[Stored items]
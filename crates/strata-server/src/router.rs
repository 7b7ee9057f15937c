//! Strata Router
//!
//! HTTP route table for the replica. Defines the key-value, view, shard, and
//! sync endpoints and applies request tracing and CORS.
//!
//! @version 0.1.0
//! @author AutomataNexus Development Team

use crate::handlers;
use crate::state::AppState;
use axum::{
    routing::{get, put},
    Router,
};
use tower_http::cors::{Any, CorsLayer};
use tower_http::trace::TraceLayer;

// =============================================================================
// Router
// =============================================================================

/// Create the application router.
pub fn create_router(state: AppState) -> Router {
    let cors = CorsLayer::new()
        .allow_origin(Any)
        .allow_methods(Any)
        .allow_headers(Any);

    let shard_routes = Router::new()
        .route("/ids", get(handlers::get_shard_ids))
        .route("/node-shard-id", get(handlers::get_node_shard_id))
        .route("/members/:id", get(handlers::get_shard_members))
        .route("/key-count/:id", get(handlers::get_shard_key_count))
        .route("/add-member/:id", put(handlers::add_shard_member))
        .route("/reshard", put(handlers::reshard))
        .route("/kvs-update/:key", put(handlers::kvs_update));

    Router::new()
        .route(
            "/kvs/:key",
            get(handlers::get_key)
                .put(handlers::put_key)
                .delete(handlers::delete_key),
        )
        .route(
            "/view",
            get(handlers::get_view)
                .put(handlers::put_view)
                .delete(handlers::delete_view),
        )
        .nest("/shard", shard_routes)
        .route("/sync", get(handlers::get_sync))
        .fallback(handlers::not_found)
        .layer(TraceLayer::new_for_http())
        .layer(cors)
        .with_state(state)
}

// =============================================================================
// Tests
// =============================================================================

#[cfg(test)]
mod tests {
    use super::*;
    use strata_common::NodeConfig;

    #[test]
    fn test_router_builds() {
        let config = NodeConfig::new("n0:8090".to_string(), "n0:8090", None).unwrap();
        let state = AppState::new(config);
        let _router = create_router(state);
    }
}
---
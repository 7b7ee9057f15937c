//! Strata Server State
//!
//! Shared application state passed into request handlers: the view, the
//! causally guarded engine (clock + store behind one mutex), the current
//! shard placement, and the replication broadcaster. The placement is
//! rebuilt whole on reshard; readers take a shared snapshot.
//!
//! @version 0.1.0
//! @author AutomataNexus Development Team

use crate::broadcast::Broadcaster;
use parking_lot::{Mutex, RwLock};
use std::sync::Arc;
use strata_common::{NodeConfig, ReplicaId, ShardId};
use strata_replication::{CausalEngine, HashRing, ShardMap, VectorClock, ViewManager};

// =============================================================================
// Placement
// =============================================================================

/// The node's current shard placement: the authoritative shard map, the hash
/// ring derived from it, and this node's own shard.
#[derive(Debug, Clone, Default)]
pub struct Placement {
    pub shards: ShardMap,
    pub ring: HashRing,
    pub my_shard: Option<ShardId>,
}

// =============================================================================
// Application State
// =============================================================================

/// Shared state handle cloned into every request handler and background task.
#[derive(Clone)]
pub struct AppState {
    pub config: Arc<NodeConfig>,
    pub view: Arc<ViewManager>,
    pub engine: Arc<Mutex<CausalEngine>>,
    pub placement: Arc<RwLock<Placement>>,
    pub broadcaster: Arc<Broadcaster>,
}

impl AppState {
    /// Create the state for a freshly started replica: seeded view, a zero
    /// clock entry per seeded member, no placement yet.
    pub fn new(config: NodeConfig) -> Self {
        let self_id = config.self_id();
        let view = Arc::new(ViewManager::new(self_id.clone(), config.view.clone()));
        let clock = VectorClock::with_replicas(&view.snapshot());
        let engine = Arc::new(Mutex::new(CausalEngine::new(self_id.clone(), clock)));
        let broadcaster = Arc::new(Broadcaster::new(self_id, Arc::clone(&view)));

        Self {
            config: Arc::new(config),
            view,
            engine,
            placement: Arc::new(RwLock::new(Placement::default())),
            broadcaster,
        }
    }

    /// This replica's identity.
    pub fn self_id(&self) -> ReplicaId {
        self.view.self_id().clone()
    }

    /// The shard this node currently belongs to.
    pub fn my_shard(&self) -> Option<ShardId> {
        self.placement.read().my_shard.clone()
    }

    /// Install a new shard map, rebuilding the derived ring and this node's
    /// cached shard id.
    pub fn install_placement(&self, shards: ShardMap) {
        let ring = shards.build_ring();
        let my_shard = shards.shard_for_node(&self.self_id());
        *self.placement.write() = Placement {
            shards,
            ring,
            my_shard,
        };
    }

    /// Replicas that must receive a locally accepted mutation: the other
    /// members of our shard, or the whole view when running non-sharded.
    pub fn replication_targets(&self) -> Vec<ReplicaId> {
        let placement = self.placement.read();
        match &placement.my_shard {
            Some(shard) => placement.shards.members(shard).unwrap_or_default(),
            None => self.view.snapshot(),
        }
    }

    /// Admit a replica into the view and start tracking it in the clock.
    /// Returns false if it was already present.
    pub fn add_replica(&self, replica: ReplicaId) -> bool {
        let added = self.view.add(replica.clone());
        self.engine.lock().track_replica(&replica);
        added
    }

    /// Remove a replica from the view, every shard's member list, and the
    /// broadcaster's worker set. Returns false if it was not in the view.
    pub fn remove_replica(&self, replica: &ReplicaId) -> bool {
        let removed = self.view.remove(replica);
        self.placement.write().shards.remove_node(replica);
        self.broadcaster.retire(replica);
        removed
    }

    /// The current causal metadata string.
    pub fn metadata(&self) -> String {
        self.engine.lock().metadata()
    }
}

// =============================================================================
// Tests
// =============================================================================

> Activity
The lines that mention the word "members" should be pulled from the records above.

> Task solution
        .route("/members/:id", get(handlers::get_shard_members))
    /// members of our shard, or the whole view when running non-sharded.
            Some(shard) => placement.shards.members(shard).unwrap_or_default(),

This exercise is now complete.